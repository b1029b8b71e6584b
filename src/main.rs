use std::sync::Arc;
use std::time::Instant;
use winit::application::ApplicationHandler;
use winit::event::WindowEvent;
use winit::event_loop::{ActiveEventLoop, ControlFlow, EventLoop};
use winit::window::{Window, WindowId};

use godrays::{
    Camera, GpuContext, Quat, RenderContext, RenderGraph, RenderNode, SceneFrame, SpotLight,
    Transform, Vec3, VolumetricError, VolumetricNode, VolumetricSettings, World,
};

/// Clears the frame to a dark sky; stands in for a real scene pass.
struct SkyNode;

impl RenderNode for SkyNode {
    fn execute(
        &mut self,
        ctx: &mut RenderContext,
        target: &wgpu::TextureView,
        _input: Option<&wgpu::TextureView>,
    ) {
        ctx.encoder.begin_render_pass(&wgpu::RenderPassDescriptor {
            label: Some("Sky Pass"),
            color_attachments: &[Some(wgpu::RenderPassColorAttachment {
                view: target,
                resolve_target: None,
                ops: wgpu::Operations {
                    load: wgpu::LoadOp::Clear(wgpu::Color {
                        r: 0.01,
                        g: 0.012,
                        b: 0.02,
                        a: 1.0,
                    }),
                    store: wgpu::StoreOp::Store,
                },
                depth_slice: None,
            })],
            depth_stencil_attachment: None,
            timestamp_writes: None,
            occlusion_query_set: None,
        });
    }
}

/// Swings a light around its resting direction.
struct Sweep {
    rest: Vec3,
    speed: f32,
    phase: f32,
}

/// Scene depth at the far plane everywhere (no geometry in the demo).
fn far_plane_depth(gpu: &GpuContext) -> (wgpu::Texture, wgpu::TextureView) {
    let texture = gpu.device.create_texture(&wgpu::TextureDescriptor {
        label: Some("Demo Depth"),
        size: wgpu::Extent3d {
            width: gpu.width(),
            height: gpu.height(),
            depth_or_array_layers: 1,
        },
        mip_level_count: 1,
        sample_count: 1,
        dimension: wgpu::TextureDimension::D2,
        format: wgpu::TextureFormat::Depth32Float,
        usage: wgpu::TextureUsages::RENDER_ATTACHMENT | wgpu::TextureUsages::TEXTURE_BINDING,
        view_formats: &[],
    });
    let view = texture.create_view(&wgpu::TextureViewDescriptor::default());

    let mut encoder = gpu
        .device
        .create_command_encoder(&wgpu::CommandEncoderDescriptor {
            label: Some("Demo Depth Clear"),
        });
    encoder.begin_render_pass(&wgpu::RenderPassDescriptor {
        label: Some("Demo Depth Clear"),
        color_attachments: &[],
        depth_stencil_attachment: Some(wgpu::RenderPassDepthStencilAttachment {
            view: &view,
            depth_ops: Some(wgpu::Operations {
                load: wgpu::LoadOp::Clear(1.0),
                store: wgpu::StoreOp::Store,
            }),
            stencil_ops: None,
        }),
        timestamp_writes: None,
        occlusion_query_set: None,
    });
    gpu.queue.submit(std::iter::once(encoder.finish()));
    (texture, view)
}

struct Demo {
    gpu: GpuContext,
    graph: RenderGraph,
    world: World,
    depth: (wgpu::Texture, wgpu::TextureView),
}

impl Demo {
    fn new(window: Arc<Window>) -> godrays::Result<Self> {
        let gpu = GpuContext::new(window)?;

        let settings = VolumetricSettings::default().scale(0.5).intensity(1.2);
        let graph = RenderGraph::builder()
            .node(SkyNode)
            .node(VolumetricNode::new(&gpu, settings)?)
            .build(&gpu);

        let mut world = World::new();
        let colors = [
            Vec3::new(1.0, 0.8, 0.55),
            Vec3::new(0.55, 0.7, 1.0),
            Vec3::new(0.9, 0.45, 0.8),
        ];
        for (i, color) in colors.into_iter().enumerate() {
            let x = (i as f32 - 1.0) * 6.0;
            let rest = Vec3::new(-x * 0.1, -1.0, 0.2).normalize();
            world.spawn((
                Transform::from_position(Vec3::new(x, 8.0, 0.0)).looking_to(rest),
                SpotLight::new()
                    .color(color)
                    .intensity(2.0)
                    .cone_degrees(8.0, 20.0)
                    .range(18.0)
                    .medium(0.8, 0.05),
                Sweep {
                    rest,
                    speed: 0.4 + i as f32 * 0.15,
                    phase: i as f32 * 2.1,
                },
            ));
        }

        let depth = far_plane_depth(&gpu);

        Ok(Self {
            gpu,
            graph,
            world,
            depth,
        })
    }

    fn resize(&mut self, width: u32, height: u32) {
        self.gpu.resize(width, height);
        self.depth = far_plane_depth(&self.gpu);
    }

    fn render(&mut self, time: f32) -> godrays::Result<()> {
        for (_, (transform, sweep)) in self.world.query_mut::<(&mut Transform, &Sweep)>() {
            let angle = (time * sweep.speed + sweep.phase).sin() * 0.35;
            let direction = Quat::from_rotation_z(angle) * sweep.rest;
            *transform = transform.looking_to(direction);
        }

        let orbit = time * 0.1;
        let camera = Camera::new()
            .at(orbit.sin() * 16.0, 3.0, orbit.cos() * 16.0)
            .looking_at(0.0, 3.0, 0.0);

        let scene = SceneFrame {
            world: &self.world,
            depth: Some(&self.depth.1),
            shadows: None,
        };
        self.graph.execute(&self.gpu, time, &camera, scene)
    }
}

struct App {
    window: Option<Arc<Window>>,
    demo: Option<Demo>,
    start_time: Instant,
}

impl Default for App {
    fn default() -> Self {
        Self {
            window: None,
            demo: None,
            start_time: Instant::now(),
        }
    }
}

impl ApplicationHandler for App {
    fn resumed(&mut self, event_loop: &ActiveEventLoop) {
        let attributes = Window::default_attributes().with_title("godrays");
        let window = match event_loop.create_window(attributes) {
            Ok(window) => Arc::new(window),
            Err(err) => {
                log::error!("Failed to create window: {err}");
                event_loop.exit();
                return;
            }
        };

        match Demo::new(window.clone()) {
            Ok(demo) => self.demo = Some(demo),
            Err(err) => {
                log::error!("{err}");
                event_loop.exit();
                return;
            }
        }
        self.window = Some(window);
    }

    fn window_event(&mut self, event_loop: &ActiveEventLoop, _id: WindowId, event: WindowEvent) {
        match event {
            WindowEvent::CloseRequested => {
                event_loop.exit();
            }
            WindowEvent::Resized(size) => {
                if let Some(demo) = &mut self.demo {
                    demo.resize(size.width, size.height);
                }
            }
            WindowEvent::RedrawRequested => {
                if let Some(demo) = &mut self.demo {
                    let time = self.start_time.elapsed().as_secs_f32();
                    match demo.render(time) {
                        Ok(()) => {}
                        Err(VolumetricError::SurfaceAcquireFailed(
                            wgpu::SurfaceError::Lost | wgpu::SurfaceError::Outdated,
                        )) => {
                            let (width, height) = (demo.gpu.width(), demo.gpu.height());
                            demo.resize(width, height);
                        }
                        Err(err) => log::warn!("Frame dropped: {err}"),
                    }
                }

                if let Some(window) = &self.window {
                    window.request_redraw();
                }
            }
            _ => (),
        }
    }
}

fn main() {
    env_logger::Builder::from_env(env_logger::Env::default().default_filter_or("info")).init();

    let event_loop = match EventLoop::new() {
        Ok(event_loop) => event_loop,
        Err(err) => {
            log::error!("Failed to create event loop: {err}");
            return;
        }
    };
    event_loop.set_control_flow(ControlFlow::Poll);

    let mut app = App::default();
    if let Err(err) = event_loop.run_app(&mut app) {
        log::error!("{err}");
    }
}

---+---

## [TASK]
Return the material in full, restating each entry word for word.

## [ANSWER BOX]
repository b1029b8b71e6584b
filename src/main.rs
use std::sync::Arc;
use std::time::Instant;
use winit::application::ApplicationHandler;
use winit::event::WindowEvent;
use winit::event_loop::{ActiveEventLoop, ControlFlow, EventLoop};
use winit::window::{Window, WindowId};

use godrays::{
    Camera, GpuContext, Quat, RenderContext, RenderGraph, RenderNode, SceneFrame, SpotLight,
    Transform, Vec3, VolumetricError, VolumetricNode, VolumetricSettings, World,
};

/// Clears the frame to a dark sky; stands in for a real scene pass.
struct SkyNode;

impl RenderNode for SkyNode {
    fn execute(
        &mut self,
        ctx: &mut RenderContext,
        target: &wgpu::TextureView,
        _input: Option<&wgpu::TextureView>,
    ) {
        ctx.encoder.begin_render_pass(&wgpu::RenderPassDescriptor {
            label: Some("Sky Pass"),
            color_attachments: &[Some(wgpu::RenderPassColorAttachment {
                view: target,
                resolve_target: None,
                ops: wgpu::Operations {
                    load: wgpu::LoadOp::Clear(wgpu::Color {
                        r: 0.01,
                        g: 0.012,
                        b: 0.02,
                        a: 1.0,
                    }),
                    store: wgpu::StoreOp::Store,
                },
                depth_slice: None,
            })],
            depth_stencil_attachment: None,
            timestamp_writes: None,
            occlusion_query_set: None,
        });
    }
}

/// Swings a light around its resting direction.
struct Sweep {
    rest: Vec3,
    speed: f32,
    phase: f32,
}

/// Scene depth at the far plane everywhere (no geometry in the demo).
fn far_plane_depth(gpu: &GpuContext) -> (wgpu::Texture, wgpu::TextureView) {
    let texture = gpu.device.create_texture(&wgpu::TextureDescriptor {
        label: Some("Demo Depth"),
        size: wgpu::Extent3d {
            width: gpu.width(),
            height: gpu.height(),
            depth_or_array_layers: 1,
        },
        mip_level_count: 1,
        sample_count: 1,
        dimension: wgpu::TextureDimension::D2,
        format: wgpu::TextureFormat::Depth32Float,
        usage: wgpu::TextureUsages::RENDER_ATTACHMENT | wgpu::TextureUsages::TEXTURE_BINDING,
        view_formats: &[],
    });
    let view = texture.create_view(&wgpu::TextureViewDescriptor::default());

    let mut encoder = gpu
        .device
        .create_command_encoder(&wgpu::CommandEncoderDescriptor {
            label: Some("Demo Depth Clear"),
        });
    encoder.begin_render_pass(&wgpu::RenderPassDescriptor {
        label: Some("Demo Depth Clear"),
        color_attachments: &[],
        depth_stencil_attachment: Some(wgpu::RenderPassDepthStencilAttachment {
            view: &view,
            depth_ops: Some(wgpu::Operations {
                load: wgpu::LoadOp::Clear(1.0),
                store: wgpu::StoreOp::Store,
            }),
            stencil_ops: None,
        }),
        timestamp_writes: None,
        occlusion_query_set: None,
    });
    gpu.queue.submit(std::iter::once(encoder.finish()));
    (texture, view)
}

struct Demo {
    gpu: GpuContext,
    graph: RenderGraph,
    world: World,
    depth: (wgpu::Texture, wgpu::TextureView),
}

impl Demo {
    fn new(window: Arc<Window>) -> godrays::Result<Self> {
        let gpu = GpuContext::new(window)?;

        let settings = VolumetricSettings::default().scale(0.5).intensity(1.2);
        let graph = RenderGraph::builder()
            .node(SkyNode)
            .node(VolumetricNode::new(&gpu, settings)?)
            .build(&gpu);

        let mut world = World::new();
        let colors = [
            Vec3::new(1.0, 0.8, 0.55),
            Vec3::new(0.55, 0.7, 1.0),
            Vec3::new(0.9, 0.45, 0.8),
        ];
        for (i, color) in colors.into_iter().enumerate() {
            let x = (i as f32 - 1.0) * 6.0;
            let rest = Vec3::new(-x * 0.1, -1.0, 0.2).normalize();
            world.spawn((
                Transform::from_position(Vec3::new(x, 8.0, 0.0)).looking_to(rest),
                SpotLight::new()
                    .color(color)
                    .intensity(2.0)
                    .cone_degrees(8.0, 20.0)
                    .range(18.0)
                    .medium(0.8, 0.05),
                Sweep {
                    rest,
                    speed: 0.4 + i as f32 * 0.15,
                    phase: i as f32 * 2.1,
                },
            ));
        }

        let depth = far_plane_depth(&gpu);

        Ok(Self {
            gpu,
            graph,
            world,
            depth,
        })
    }

    fn resize(&mut self, width: u32, height: u32) {
        self.gpu.resize(width, height);
        self.depth = far_plane_depth(&self.gpu);
    }

    fn render(&mut self, time: f32) -> godrays::Result<()> {
        for (_, (transform, sweep)) in self.world.query_mut::<(&mut Transform, &Sweep)>() {
            let angle = (time * sweep.speed + sweep.phase).sin() * 0.35;
            let direction = Quat::from_rotation_z(angle) * sweep.rest;
            *transform = transform.looking_to(direction);
        }

        let orbit = time * 0.1;
        let camera = Camera::new()
            .at(orbit.sin() * 16.0, 3.0, orbit.cos() * 16.0)
            .looking_at(0.0, 3.0, 0.0);

        let scene = SceneFrame {
            world: &self.world,
            depth: Some(&self.depth.1),
            shadows: None,
        };
        self.graph.execute(&self.gpu, time, &camera, scene)
    }
}

struct App {
    window: Option<Arc<Window>>,
    demo: Option<Demo>,
    start_time: Instant,
}

impl Default for App {
    fn default() -> Self {
        Self {
            window: None,
            demo: None,
            start_time: Instant::now(),
        }
    }
}

impl ApplicationHandler for App {
    fn resumed(&mut self, event_loop: &ActiveEventLoop) {
        let attributes = Window::default_attributes().with_title("godrays");
        let window = match event_loop.create_window(attributes) {
            Ok(window) => Arc::new(window),
            Err(err) => {
                log::error!("Failed to create window: {err}");
                event_loop.exit();
                return;
            }
        };

        match Demo::new(window.clone()) {
            Ok(demo) => self.demo = Some(demo),
            Err(err) => {
                log::error!("{err}");
                event_loop.exit();
                return;
            }
        }
        self.window = Some(window);
    }

    fn window_event(&mut self, event_loop: &ActiveEventLoop, _id: WindowId, event: WindowEvent) {
        match event {
            WindowEvent::CloseRequested => {
                event_loop.exit();
            }
            WindowEvent::Resized(size) => {
                if let Some(demo) = &mut self.demo {
                    demo.resize(size.width, size.height);
                }
            }
            WindowEvent::RedrawRequested => {
                if let Some(demo) = &mut self.demo {
                    let time = self.start_time.elapsed().as_secs_f32();
                    match demo.render(time) {
                        Ok(()) => {}
                        Err(VolumetricError::SurfaceAcquireFailed(
                            wgpu::SurfaceError::Lost | wgpu::SurfaceError::Outdated,
                        )) => {
                            let (width, height) = (demo.gpu.width(), demo.gpu.height());
                            demo.resize(width, height);
                        }
                        Err(err) => log::warn!("Frame dropped: {err}"),
                    }
                }

                if let Some(window) = &self.window {
                    window.request_redraw();
                }
            }
            _ => (),
        }
    }
}

fn main() {
    env_logger::Builder::from_env(env_logger::Env::default().default_filter_or("info")).init();

    let event_loop = match EventLoop::new() {
        Ok(event_loop) => event_loop,
        Err(err) => {
            log::error!("Failed to create event loop: {err}");
            return;
        }
    };
    event_loop.set_control_flow(ControlFlow::Poll);

    let mut app = App::default();
    if let Err(err) = event_loop.run_app(&mut app) {
        log::error!("{err}");
    }
}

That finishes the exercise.